Collected data entries
++++++++++++++++++++
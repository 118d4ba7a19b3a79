// ==========================================
// 物料齐套测算系统 - 命令行主入口
// ==========================================
// 用法:
//   kitting-mrp [request.json]          从文件或 stdin 读取测算请求
//   kitting-mrp import <kind> <file>    导入 CSV（products/materials/bom/stock）
//   kitting-mrp import-history          查看最近导入批次
// ==========================================
// 约定: stdout 只输出业务 JSON，日志与使用说明走 stderr
// ==========================================

use std::io::Read;
use std::process::ExitCode;

use kitting_mrp::api::ErrorResponse;
use kitting_mrp::app::{get_default_db_path, AppState};
use kitting_mrp::importer::ImportError;

#[tokio::main]
async fn main() -> ExitCode {
    // 初始化日志系统
    kitting_mrp::logging::init();

    tracing::info!("{} v{}", kitting_mrp::APP_NAME, kitting_mrp::VERSION);

    let args: Vec<String> = std::env::args().skip(1).collect();
    if matches!(args.first().map(String::as_str), Some("--help") | Some("-h")) {
        print_usage();
        return ExitCode::SUCCESS;
    }

    // 获取数据库路径
    let db_path = get_default_db_path();
    tracing::info!("使用数据库: {}", db_path);

    // 创建AppState
    let state = match AppState::new(db_path) {
        Ok(state) => state,
        Err(e) => {
            eprintln!("初始化失败: {}", e);
            return ExitCode::from(2);
        }
    };

    match args.first().map(String::as_str) {
        Some("import") => run_import(&state, &args[1..]),
        Some("import-history") => run_import_history(&state),
        Some(path) => run_fulfillment(&state, Some(path)).await,
        None => run_fulfillment(&state, None).await,
    }
}

/// 执行齐套测算：从文件或 stdin 读取请求报文，结果 JSON 打到 stdout
///
/// 业务失败（产品不存在/校验失败）时错误 JSON 同样打到 stdout，
/// 退出码非零，便于脚本判断
async fn run_fulfillment(state: &AppState, request_path: Option<&str>) -> ExitCode {
    let body = match read_request_body(request_path) {
        Ok(body) => body,
        Err(e) => {
            eprintln!("读取请求失败: {}", e);
            return ExitCode::from(2);
        }
    };

    match state.fulfillment_api.fulfill_from_json(&body).await {
        Ok(response) => {
            let rendered =
                serde_json::to_string(&response).expect("测算响应序列化失败");
            println!("{}", rendered);
            ExitCode::SUCCESS
        }
        Err(e) => {
            let error_body = ErrorResponse::from_api_error(&e);
            let rendered =
                serde_json::to_string(&error_body).expect("错误响应序列化失败");
            println!("{}", rendered);
            ExitCode::FAILURE
        }
    }
}

/// 读取请求报文：有路径读文件，无路径读 stdin
fn read_request_body(request_path: Option<&str>) -> std::io::Result<String> {
    match request_path {
        Some(path) => std::fs::read_to_string(path),
        None => {
            let mut body = String::new();
            std::io::stdin().read_to_string(&mut body)?;
            Ok(body)
        }
    }
}

/// 执行 CSV 导入：`import <kind> <file>`
fn run_import(state: &AppState, args: &[String]) -> ExitCode {
    let (kind, file) = match (args.first(), args.get(1)) {
        (Some(kind), Some(file)) => (kind.as_str(), file.as_str()),
        _ => {
            eprintln!("用法: kitting-mrp import <products|materials|bom|stock> <file.csv>");
            return ExitCode::from(2);
        }
    };

    let outcome = match kind {
        "products" => state.importer.import_products(file),
        "materials" => state.importer.import_materials(file),
        "bom" => state.importer.import_bom(file),
        "stock" => state.importer.import_stock(file),
        other => {
            eprintln!("未知导入类型: {}（支持 products/materials/bom/stock）", other);
            return ExitCode::from(2);
        }
    };

    match outcome {
        Ok(summary) => {
            let rendered = serde_json::to_string(&summary).expect("导入汇总序列化失败");
            println!("{}", rendered);
            if summary.failed_rows > 0 {
                // 行级失败不算整体失败，但用退出码提示调用方检查失败清单
                ExitCode::FAILURE
            } else {
                ExitCode::SUCCESS
            }
        }
        Err(e) => {
            eprintln!("导入失败: {}", e);
            ExitCode::from(import_failure_exit_code(&e))
        }
    }
}

/// 导入失败的退出码分类
///
/// 文件/格式/配置类失败属于使用或环境错误（退出码 2），
/// 行数超限与数据层失败属于业务失败（退出码 1）
fn import_failure_exit_code(err: &ImportError) -> u8 {
    match err {
        ImportError::FileNotFound(_)
        | ImportError::UnsupportedFormat(_)
        | ImportError::FileReadError(_)
        | ImportError::CsvParseError(_)
        | ImportError::MissingHeader { .. }
        | ImportError::ConfigReadError(_) => 2,
        ImportError::TooManyRows { .. }
        | ImportError::Repository(_)
        | ImportError::InternalError(_) => 1,
    }
}

/// 查看最近导入批次
fn run_import_history(state: &AppState) -> ExitCode {
    match state.batch_repo.list_recent(20) {
        Ok(batches) => {
            let rendered = serde_json::to_string(&batches).expect("批次列表序列化失败");
            println!("{}", rendered);
            ExitCode::SUCCESS
        }
        Err(e) => {
            eprintln!("查询导入批次失败: {}", e);
            ExitCode::FAILURE
        }
    }
}

fn print_usage() {
    eprintln!("{} v{}", kitting_mrp::APP_NAME, kitting_mrp::VERSION);
    eprintln!();
    eprintln!("用法:");
    eprintln!("  kitting-mrp [request.json]");
    eprintln!("      从文件（缺省为 stdin）读取测算请求，输出测算结果 JSON");
    eprintln!("      请求格式: {{\"products\": [{{\"product_code\": \"P1001\", \"quantity\": 50}}]}}");
    eprintln!();
    eprintln!("  kitting-mrp import <products|materials|bom|stock> <file.csv>");
    eprintln!("      导入产品目录/库存 CSV，输出导入汇总 JSON");
    eprintln!();
    eprintln!("  kitting-mrp import-history");
    eprintln!("      输出最近 20 个导入批次");
    eprintln!();
    eprintln!("环境变量:");
    eprintln!("  KITTING_MRP_DB_PATH  数据库文件路径（缺省为用户数据目录）");
    eprintln!("  RUST_LOG             日志级别（缺省 info，日志走 stderr）");
}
++++++++++++++++++++
WORK ITEM — Where in the records does the word "products" appear? Copy each line that holds it.

ANSWER SECTION —
//   kitting-mrp import <kind> <file>    导入 CSV（products/materials/bom/stock）
            eprintln!("用法: kitting-mrp import <products|materials|bom|stock> <file.csv>");
        "products" => state.importer.import_products(file),
            eprintln!("未知导入类型: {}（支持 products/materials/bom/stock）", other);
    eprintln!("      请求格式: {{\"products\": [{{\"product_code\": \"P1001\", \"quantity\": 50}}]}}");
    eprintln!("  kitting-mrp import <products|materials|bom|stock> <file.csv>");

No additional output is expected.